Motivation: Understand long-term impact of one extra payment
Give yourself the "why" behind the "how" for amping up your mortgage payment by crunching the numbers.
"Cold, hard savings" give a pretty compelling answer to the question What's the big deal about making an extra payment anyway?
Say you begin paying back a $150,000 mortgage with a 4% interest rate. Following a standard 30-year payment schedule, you can expect to pay off your mortgage by February 2045. But if you were to match and contribute one additional $712 payment each year, you could expect to pay off your mortgage in February 2041. That shaves a full four years off the total repayment time! Wowza.
To calculate your own savings, you can use Trulia's Mortgage Calculator to fill in your mortgage details and enter any additional payments.

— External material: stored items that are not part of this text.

// =============================================================================
// Typed errors — one enum per subsystem boundary the error taxonomy branches on
// =============================================================================
//
// Everything else (startup glue, fire-and-forget tasks, reconciliation sweeps)
// keeps using `anyhow::Result` the way the rest of this codebase does. These
// types exist only where a caller must match on the *kind* of failure to pick
// a policy: the exchange retry loop, the order router's rejection handling,
// and config loading.
// =============================================================================

use std::fmt;

/// Failure classes returned by `ExchangeClient`'s signed-request path.
/// Mirrors the retry-policy table: callers match on this to decide whether to
/// resync, back off, or fail fast.
#[derive(Debug)]
pub enum ExchangeError {
    /// `-1021` — local clock drifted outside the exchange's recvWindow.
    TimestampOutOfWindow,
    /// HTTP 418 with an embedded `banned until <ms>` epoch timestamp.
    Banned { until_ms: i64 },
    /// HTTP 429 or API code `-1003` — weight/order-rate limit exceeded.
    RateLimited,
    /// Any other non-2xx response; carries the exchange's own error code and
    /// message when the body could be parsed as `{code, msg}`.
    Rejected { code: i64, message: String },
    /// Transport-level failure (timeout, connection reset, DNS, TLS).
    Transport(String),
    /// Retries exhausted without a successful response.
    RetriesExhausted,
}

impl fmt::Display for ExchangeError {
    fn fmt(&self, f: &mut fmt::Formatter<'_>) -> fmt::Result {
        match self {
            Self::TimestampOutOfWindow => write!(f, "timestamp outside recvWindow (-1021)"),
            Self::Banned { until_ms } => write!(f, "IP banned until {until_ms}"),
            Self::RateLimited => write!(f, "rate limited (429/-1003)"),
            Self::Rejected { code, message } => write!(f, "exchange rejected request: {code} {message}"),
            Self::Transport(msg) => write!(f, "transport error: {msg}"),
            Self::RetriesExhausted => write!(f, "retries exhausted"),
        }
    }
}

impl std::error::Error for ExchangeError {}

impl From<reqwest::Error> for ExchangeError {
    fn from(e: reqwest::Error) -> Self {
        ExchangeError::Transport(e.to_string())
    }
}

/// Rejection reasons the order router surfaces instead of placing an order.
/// Matches SPEC_FULL §7's "pre-trade rejection" class: no retry, the strategy
/// is notified by return value, the engine keeps running.
#[derive(Debug, Clone, PartialEq)]
pub enum RejectKind {
    BelowMinQty,
    BelowMinNotional,
    StoplossCooldown,
    PortfolioRiskDenied(String),
    SymbolRiskDenied(String),
    OrderInflight,
    Stopped,
}

impl fmt::Display for RejectKind {
    fn fmt(&self, f: &mut fmt::Formatter<'_>) -> fmt::Result {
        match self {
            Self::BelowMinQty => write!(f, "ORDER_REJECTED_MIN_QTY"),
            Self::BelowMinNotional => write!(f, "ORDER_REJECTED_MIN_NOTIONAL"),
            Self::StoplossCooldown => write!(f, "ORDER_REJECTED_STOPLOSS_COOLDOWN"),
            Self::PortfolioRiskDenied(reason) => write!(f, "ORDER_REJECTED_PORTFOLIO_RISK: {reason}"),
            Self::SymbolRiskDenied(reason) => write!(f, "ORDER_REJECTED_SYMBOL_RISK: {reason}"),
            Self::OrderInflight => write!(f, "ORDER_REJECTED_INFLIGHT"),
            Self::Stopped => write!(f, "ORDER_REJECTED_STOPPED"),
        }
    }
}

/// Order routing outcome. Strategy code receives this as a plain return
/// value — never a thrown error — per SPEC_FULL §9's typed-result-variant
/// replacement for the source's exception-based rejection.
#[derive(Debug, Clone)]
pub enum OrderError {
    Rejected(RejectKind),
    /// The chase algorithm exhausted its attempts with `fallback_to_market`
    /// disabled, or the final residual was impossible to fill.
    ChaseFailed { remaining_qty: f64 },
    /// An I/O failure while placing/polling/canceling an order.
    Exchange(String),
}

impl fmt::Display for OrderError {
    fn fmt(&self, f: &mut fmt::Formatter<'_>) -> fmt::Result {
        match self {
            Self::Rejected(kind) => write!(f, "{kind}"),
            Self::ChaseFailed { remaining_qty } => {
                write!(f, "CHASE_FAILED: {remaining_qty} remaining unfilled")
            }
            Self::Exchange(msg) => write!(f, "exchange error: {msg}"),
        }
    }
}

impl std::error::Error for OrderError {}

impl From<ExchangeError> for OrderError {
    fn from(e: ExchangeError) -> Self {
        OrderError::Exchange(e.to_string())
    }
}

/// Startup/config failures — always fatal per SPEC_FULL §7's "Fatal" class.
#[derive(Debug)]
pub enum ConfigError {
    Io(String),
    Parse(String),
    MissingCredentials,
}

impl fmt::Display for ConfigError {
    fn fmt(&self, f: &mut fmt::Formatter<'_>) -> fmt::Result {
        match self {
            Self::Io(msg) => write!(f, "config io error: {msg}"),
            Self::Parse(msg) => write!(f, "config parse error: {msg}"),
            Self::MissingCredentials => write!(f, "missing API credentials"),
        }
    }
}

impl std::error::Error for ConfigError {}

Method: Pinpoint ways to save
1. Review your current budget
Take a look at your credit statements, your savings, your debt, and your overall spending to get a better understanding of your financial layout. Knowing your current financials gives you a clearer insight into your spending and saving habits, which in turn gives you a clearer insight into how you can tweak those habits to contribute more to your mortgage.
2. Set a reasonable goal
Big ambitions get overwhelming pretty quickly. To keep you on track with your savings plan, start by setting a goal you know you can achieve. For instance, if you know you can save $10 a month, start there. Put that extra $10 into your mortgage payment for one month. Once you've reached that goal, bump it up to $20.
Increase incrementally until you've reached your sweet spot. It's more effective to start small and calibrate than it is to start too big and give up shortly thereafter.
3. Automate extra savings
There will always be a reason to divert extra savings to another area. To help you avoid the temptation of funneling funds elsewhere, automate extra savings into your mortgage payment. You can use your bank to automatically portion a sum from your paycheck directly into a savings plan.
Follow-up: Check in regularly with your finances
Even after you've pumped up your payment, it's still important to continue evaluating your success. Set a regular "money date" to check in with your numbers. Create an accountability group that keeps you honest with your goals. Schedule a weekly lunch devoted to your finances. Anything that can keep you in touch with your long-term financial goals.
Remember when I mentioned that house-sized Snickers bar reward? Take the proper savings steps, and it'll be yours all the sooner. Well, at least a house-sized house will be. I'd say it's still a good deal.